Every line of the listing must be repeated exactly.

- Supplied data -
= = =

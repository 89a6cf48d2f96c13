//! Friendship endpoints
//!
//! The caller is always one side of the pair: the sender for requests and
//! withdrawals, the recipient for accept and reject.

use std::sync::Arc;

use axum::{
    Extension,
    extract::{Path, State},
    http::StatusCode,
    response::Json,
};
use rapport::directory::UserDirectory;

use crate::{
    api::{
        caller::Caller,
        dto::{FriendRequestDto, SendRequestResponse},
        resolve_user,
    },
    error::ServerResult,
    state::AppState,
};

/// The caller's friends
#[utoipa::path(
    get,
    path = "/api/friends",
    tag = "friends",
    responses(
        (status = 200, description = "Usernames of the caller's friends", body = Vec<String>),
    )
)]
pub async fn list_friends(
    State(state): State<Arc<AppState>>,
    Extension(caller): Extension<Caller>,
) -> ServerResult<Json<Vec<String>>> {
    let friends = state.rapport.friendships().get_friends(caller.id).await?;
    let mut names = state.rapport.directory().usernames_for(&friends).await?;
    names.sort();
    Ok(Json(names))
}

/// Remove a friend
#[utoipa::path(
    delete,
    path = "/api/friends/{friend}",
    tag = "friends",
    params(
        ("friend" = String, Path, description = "Username of the friend")
    ),
    responses(
        (status = 204, description = "Friendship removed, or there was none"),
        (status = 404, description = "Unknown user", body = crate::error::ErrorResponse),
    )
)]
pub async fn remove_friend(
    State(state): State<Arc<AppState>>,
    Extension(caller): Extension<Caller>,
    Path(friend): Path<String>,
) -> ServerResult<StatusCode> {
    let friend = resolve_user(&state, &friend).await?;
    state
        .rapport
        .friendships()
        .remove_friend(caller.id, friend)
        .await?;
    Ok(StatusCode::NO_CONTENT)
}

/// Requests waiting for the caller's answer
#[utoipa::path(
    get,
    path = "/api/friend/requests",
    tag = "friends",
    responses(
        (status = 200, description = "Pending requests addressed to the caller", body = Vec<FriendRequestDto>),
    )
)]
pub async fn list_requests(
    State(state): State<Arc<AppState>>,
    Extension(caller): Extension<Caller>,
) -> ServerResult<Json<Vec<FriendRequestDto>>> {
    let directory = state.rapport.directory();
    let requests = state.rapport.friendships().get_requests(caller.id).await?;

    let mut inbox = Vec::with_capacity(requests.len());
    for request in &requests {
        let from = directory.username_of(request.from).await?;
        inbox.push(FriendRequestDto::new(request, from, caller.username.clone()));
    }
    Ok(Json(inbox))
}

/// Send a friend request
#[utoipa::path(
    post,
    path = "/api/friend/requests/{to}",
    tag = "friends",
    params(
        ("to" = String, Path, description = "Username of the recipient")
    ),
    responses(
        (status = 201, description = "Request sent, or the opposite request accepted", body = SendRequestResponse),
        (status = 400, description = "Request to self", body = crate::error::ErrorResponse),
        (status = 404, description = "Unknown user", body = crate::error::ErrorResponse),
        (status = 409, description = "Already pending or already friends", body = crate::error::ErrorResponse),
    )
)]
pub async fn send_request(
    State(state): State<Arc<AppState>>,
    Extension(caller): Extension<Caller>,
    Path(to): Path<String>,
) -> ServerResult<(StatusCode, Json<SendRequestResponse>)> {
    let recipient = resolve_user(&state, &to).await?;
    let outcome = state
        .rapport
        .friendships()
        .send_request(caller.id, recipient)
        .await?;
    Ok((StatusCode::CREATED, Json(SendRequestResponse::from(&outcome))))
}

/// Withdraw a friend request the caller sent
#[utoipa::path(
    delete,
    path = "/api/friend/requests/{to}",
    tag = "friends",
    params(
        ("to" = String, Path, description = "Username of the recipient")
    ),
    responses(
        (status = 204, description = "Request withdrawn, or there was none"),
        (status = 404, description = "Unknown user", body = crate::error::ErrorResponse),
    )
)]
pub async fn withdraw_request(
    State(state): State<Arc<AppState>>,
    Extension(caller): Extension<Caller>,
    Path(to): Path<String>,
) -> ServerResult<StatusCode> {
    let recipient = resolve_user(&state, &to).await?;
    state
        .rapport
        .friendships()
        .remove_request(caller.id, recipient)
        .await?;
    Ok(StatusCode::NO_CONTENT)
}

/// Accept a request sent to the caller
#[utoipa::path(
    put,
    path = "/api/friend/accept/{from}",
    tag = "friends",
    params(
        ("from" = String, Path, description = "Username of the sender")
    ),
    responses(
        (status = 204, description = "Request accepted"),
        (status = 404, description = "No such request", body = crate::error::ErrorResponse),
    )
)]
pub async fn accept_request(
    State(state): State<Arc<AppState>>,
    Extension(caller): Extension<Caller>,
    Path(from): Path<String>,
) -> ServerResult<StatusCode> {
    let sender = resolve_user(&state, &from).await?;
    state
        .rapport
        .friendships()
        .accept_request(sender, caller.id)
        .await?;
    Ok(StatusCode::NO_CONTENT)
}

/// Reject a request sent to the caller
#[utoipa::path(
    put,
    path = "/api/friend/reject/{from}",
    tag = "friends",
    params(
        ("from" = String, Path, description = "Username of the sender")
    ),
    responses(
        (status = 204, description = "Request rejected"),
        (status = 404, description = "No such request", body = crate::error::ErrorResponse),
    )
)]
pub async fn reject_request(
    State(state): State<Arc<AppState>>,
    Extension(caller): Extension<Caller>,
    Path(from): Path<String>,
) -> ServerResult<StatusCode> {
    let sender = resolve_user(&state, &from).await?;
    state
        .rapport
        .friendships()
        .reject_request(sender, caller.id)
        .await?;
    Ok(StatusCode::NO_CONTENT)
}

= = =

- Result below -
repository 89a6cf48d2f96c13
//! Friendship endpoints
//!
//! The caller is always one side of the pair: the sender for requests and
//! withdrawals, the recipient for accept and reject.

use std::sync::Arc;

use axum::{
    Extension,
    extract::{Path, State},
    http::StatusCode,
    response::Json,
};
use rapport::directory::UserDirectory;

use crate::{
    api::{
        caller::Caller,
        dto::{FriendRequestDto, SendRequestResponse},
        resolve_user,
    },
    error::ServerResult,
    state::AppState,
};

/// The caller's friends
#[utoipa::path(
    get,
    path = "/api/friends",
    tag = "friends",
    responses(
        (status = 200, description = "Usernames of the caller's friends", body = Vec<String>),
    )
)]
pub async fn list_friends(
    State(state): State<Arc<AppState>>,
    Extension(caller): Extension<Caller>,
) -> ServerResult<Json<Vec<String>>> {
    let friends = state.rapport.friendships().get_friends(caller.id).await?;
    let mut names = state.rapport.directory().usernames_for(&friends).await?;
    names.sort();
    Ok(Json(names))
}

/// Remove a friend
#[utoipa::path(
    delete,
    path = "/api/friends/{friend}",
    tag = "friends",
    params(
        ("friend" = String, Path, description = "Username of the friend")
    ),
    responses(
        (status = 204, description = "Friendship removed, or there was none"),
        (status = 404, description = "Unknown user", body = crate::error::ErrorResponse),
    )
)]
pub async fn remove_friend(
    State(state): State<Arc<AppState>>,
    Extension(caller): Extension<Caller>,
    Path(friend): Path<String>,
) -> ServerResult<StatusCode> {
    let friend = resolve_user(&state, &friend).await?;
    state
        .rapport
        .friendships()
        .remove_friend(caller.id, friend)
        .await?;
    Ok(StatusCode::NO_CONTENT)
}

/// Requests waiting for the caller's answer
#[utoipa::path(
    get,
    path = "/api/friend/requests",
    tag = "friends",
    responses(
        (status = 200, description = "Pending requests addressed to the caller", body = Vec<FriendRequestDto>),
    )
)]
pub async fn list_requests(
    State(state): State<Arc<AppState>>,
    Extension(caller): Extension<Caller>,
) -> ServerResult<Json<Vec<FriendRequestDto>>> {
    let directory = state.rapport.directory();
    let requests = state.rapport.friendships().get_requests(caller.id).await?;

    let mut inbox = Vec::with_capacity(requests.len());
    for request in &requests {
        let from = directory.username_of(request.from).await?;
        inbox.push(FriendRequestDto::new(request, from, caller.username.clone()));
    }
    Ok(Json(inbox))
}

/// Send a friend request
#[utoipa::path(
    post,
    path = "/api/friend/requests/{to}",
    tag = "friends",
    params(
        ("to" = String, Path, description = "Username of the recipient")
    ),
    responses(
        (status = 201, description = "Request sent, or the opposite request accepted", body = SendRequestResponse),
        (status = 400, description = "Request to self", body = crate::error::ErrorResponse),
        (status = 404, description = "Unknown user", body = crate::error::ErrorResponse),
        (status = 409, description = "Already pending or already friends", body = crate::error::ErrorResponse),
    )
)]
pub async fn send_request(
    State(state): State<Arc<AppState>>,
    Extension(caller): Extension<Caller>,
    Path(to): Path<String>,
) -> ServerResult<(StatusCode, Json<SendRequestResponse>)> {
    let recipient = resolve_user(&state, &to).await?;
    let outcome = state
        .rapport
        .friendships()
        .send_request(caller.id, recipient)
        .await?;
    Ok((StatusCode::CREATED, Json(SendRequestResponse::from(&outcome))))
}

/// Withdraw a friend request the caller sent
#[utoipa::path(
    delete,
    path = "/api/friend/requests/{to}",
    tag = "friends",
    params(
        ("to" = String, Path, description = "Username of the recipient")
    ),
    responses(
        (status = 204, description = "Request withdrawn, or there was none"),
        (status = 404, description = "Unknown user", body = crate::error::ErrorResponse),
    )
)]
pub async fn withdraw_request(
    State(state): State<Arc<AppState>>,
    Extension(caller): Extension<Caller>,
    Path(to): Path<String>,
) -> ServerResult<StatusCode> {
    let recipient = resolve_user(&state, &to).await?;
    state
        .rapport
        .friendships()
        .remove_request(caller.id, recipient)
        .await?;
    Ok(StatusCode::NO_CONTENT)
}

/// Accept a request sent to the caller
#[utoipa::path(
    put,
    path = "/api/friend/accept/{from}",
    tag = "friends",
    params(
        ("from" = String, Path, description = "Username of the sender")
    ),
    responses(
        (status = 204, description = "Request accepted"),
        (status = 404, description = "No such request", body = crate::error::ErrorResponse),
    )
)]
pub async fn accept_request(
    State(state): State<Arc<AppState>>,
    Extension(caller): Extension<Caller>,
    Path(from): Path<String>,
) -> ServerResult<StatusCode> {
    let sender = resolve_user(&state, &from).await?;
    state
        .rapport
        .friendships()
        .accept_request(sender, caller.id)
        .await?;
    Ok(StatusCode::NO_CONTENT)
}

/// Reject a request sent to the caller
#[utoipa::path(
    put,
    path = "/api/friend/reject/{from}",
    tag = "friends",
    params(
        ("from" = String, Path, description = "Username of the sender")
    ),
    responses(
        (status = 204, description = "Request rejected"),
        (status = 404, description = "No such request", body = crate::error::ErrorResponse),
    )
)]
pub async fn reject_request(
    State(state): State<Arc<AppState>>,
    Extension(caller): Extension<Caller>,
    Path(from): Path<String>,
) -> ServerResult<StatusCode> {
    let sender = resolve_user(&state, &from).await?;
    state
        .rapport
        .friendships()
        .reject_request(sender, caller.id)
        .await?;
    Ok(StatusCode::NO_CONTENT)
}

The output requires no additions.